START Given entries
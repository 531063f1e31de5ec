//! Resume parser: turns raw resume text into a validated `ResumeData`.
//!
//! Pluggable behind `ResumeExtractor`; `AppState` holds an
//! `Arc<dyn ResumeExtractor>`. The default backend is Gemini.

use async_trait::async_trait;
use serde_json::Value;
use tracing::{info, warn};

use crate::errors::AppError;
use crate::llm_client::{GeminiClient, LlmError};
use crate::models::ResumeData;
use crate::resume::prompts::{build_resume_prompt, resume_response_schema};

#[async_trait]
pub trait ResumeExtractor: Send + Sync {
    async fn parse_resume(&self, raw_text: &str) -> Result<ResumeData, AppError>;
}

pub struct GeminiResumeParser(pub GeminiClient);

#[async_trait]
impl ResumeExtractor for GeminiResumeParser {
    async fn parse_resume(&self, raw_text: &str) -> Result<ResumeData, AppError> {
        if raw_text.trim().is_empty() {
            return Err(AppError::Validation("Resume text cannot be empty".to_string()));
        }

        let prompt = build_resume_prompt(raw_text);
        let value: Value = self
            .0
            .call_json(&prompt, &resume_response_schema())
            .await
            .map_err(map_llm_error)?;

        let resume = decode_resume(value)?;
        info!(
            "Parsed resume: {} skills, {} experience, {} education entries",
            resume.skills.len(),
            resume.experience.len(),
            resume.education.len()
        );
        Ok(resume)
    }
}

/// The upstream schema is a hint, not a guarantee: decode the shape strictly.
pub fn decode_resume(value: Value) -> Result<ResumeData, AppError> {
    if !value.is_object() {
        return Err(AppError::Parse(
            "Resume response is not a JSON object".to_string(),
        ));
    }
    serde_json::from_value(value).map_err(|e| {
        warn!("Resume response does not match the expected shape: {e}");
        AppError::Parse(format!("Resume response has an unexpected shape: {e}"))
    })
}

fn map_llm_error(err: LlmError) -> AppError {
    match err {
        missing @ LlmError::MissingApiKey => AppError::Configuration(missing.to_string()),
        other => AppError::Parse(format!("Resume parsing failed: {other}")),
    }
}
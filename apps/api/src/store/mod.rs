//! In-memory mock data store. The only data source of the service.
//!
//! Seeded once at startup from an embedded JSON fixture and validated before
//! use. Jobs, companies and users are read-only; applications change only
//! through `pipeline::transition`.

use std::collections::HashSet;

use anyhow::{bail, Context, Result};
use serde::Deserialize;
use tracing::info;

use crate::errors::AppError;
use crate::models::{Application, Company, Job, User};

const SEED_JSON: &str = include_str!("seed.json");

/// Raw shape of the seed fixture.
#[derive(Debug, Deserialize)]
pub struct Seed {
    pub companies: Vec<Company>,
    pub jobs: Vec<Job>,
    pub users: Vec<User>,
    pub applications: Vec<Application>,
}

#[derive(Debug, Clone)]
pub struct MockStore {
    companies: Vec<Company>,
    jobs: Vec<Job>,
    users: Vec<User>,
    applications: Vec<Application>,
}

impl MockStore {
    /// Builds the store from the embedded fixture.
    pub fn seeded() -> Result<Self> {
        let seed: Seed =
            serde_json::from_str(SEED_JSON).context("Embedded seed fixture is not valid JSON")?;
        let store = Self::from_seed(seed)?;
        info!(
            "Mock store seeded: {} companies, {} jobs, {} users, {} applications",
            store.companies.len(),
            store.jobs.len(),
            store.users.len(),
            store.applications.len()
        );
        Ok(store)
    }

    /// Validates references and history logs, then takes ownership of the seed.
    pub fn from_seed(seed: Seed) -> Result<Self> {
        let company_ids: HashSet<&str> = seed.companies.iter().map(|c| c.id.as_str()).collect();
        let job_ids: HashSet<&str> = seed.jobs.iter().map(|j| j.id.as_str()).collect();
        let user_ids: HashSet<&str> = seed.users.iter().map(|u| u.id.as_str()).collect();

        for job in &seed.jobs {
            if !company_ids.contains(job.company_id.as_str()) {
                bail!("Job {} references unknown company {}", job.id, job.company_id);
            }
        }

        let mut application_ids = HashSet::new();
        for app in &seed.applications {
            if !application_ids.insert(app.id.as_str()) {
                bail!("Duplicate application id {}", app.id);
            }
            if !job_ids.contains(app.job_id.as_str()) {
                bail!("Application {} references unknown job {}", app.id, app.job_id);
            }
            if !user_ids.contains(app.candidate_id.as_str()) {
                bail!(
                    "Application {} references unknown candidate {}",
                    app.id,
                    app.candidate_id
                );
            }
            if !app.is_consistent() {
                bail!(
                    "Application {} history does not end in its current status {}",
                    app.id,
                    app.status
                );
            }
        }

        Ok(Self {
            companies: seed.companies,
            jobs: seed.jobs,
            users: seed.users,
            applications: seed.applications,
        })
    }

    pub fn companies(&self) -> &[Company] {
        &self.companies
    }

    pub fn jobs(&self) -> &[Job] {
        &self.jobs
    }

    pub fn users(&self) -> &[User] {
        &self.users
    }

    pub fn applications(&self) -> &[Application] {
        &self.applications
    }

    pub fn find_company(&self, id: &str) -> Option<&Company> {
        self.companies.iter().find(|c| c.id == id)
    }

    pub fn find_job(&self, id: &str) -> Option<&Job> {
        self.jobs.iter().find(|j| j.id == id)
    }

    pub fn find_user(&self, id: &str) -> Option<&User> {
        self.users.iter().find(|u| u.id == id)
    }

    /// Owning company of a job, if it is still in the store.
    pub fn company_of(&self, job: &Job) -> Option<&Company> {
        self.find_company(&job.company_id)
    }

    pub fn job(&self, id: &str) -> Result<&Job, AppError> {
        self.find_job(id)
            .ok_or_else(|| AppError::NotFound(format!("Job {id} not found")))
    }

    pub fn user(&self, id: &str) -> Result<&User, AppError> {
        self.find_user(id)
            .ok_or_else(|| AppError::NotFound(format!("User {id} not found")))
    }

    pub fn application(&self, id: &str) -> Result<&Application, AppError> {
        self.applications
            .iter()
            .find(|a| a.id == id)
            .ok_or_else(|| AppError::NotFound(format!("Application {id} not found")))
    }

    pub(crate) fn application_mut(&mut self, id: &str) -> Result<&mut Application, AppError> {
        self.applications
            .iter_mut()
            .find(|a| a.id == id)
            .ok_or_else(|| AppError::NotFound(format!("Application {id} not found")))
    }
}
END Given entries
- **How to complete this task**
Output the number of lines above holding the word "ResumeExtractor", and nothing besides it.

- **Written response**
4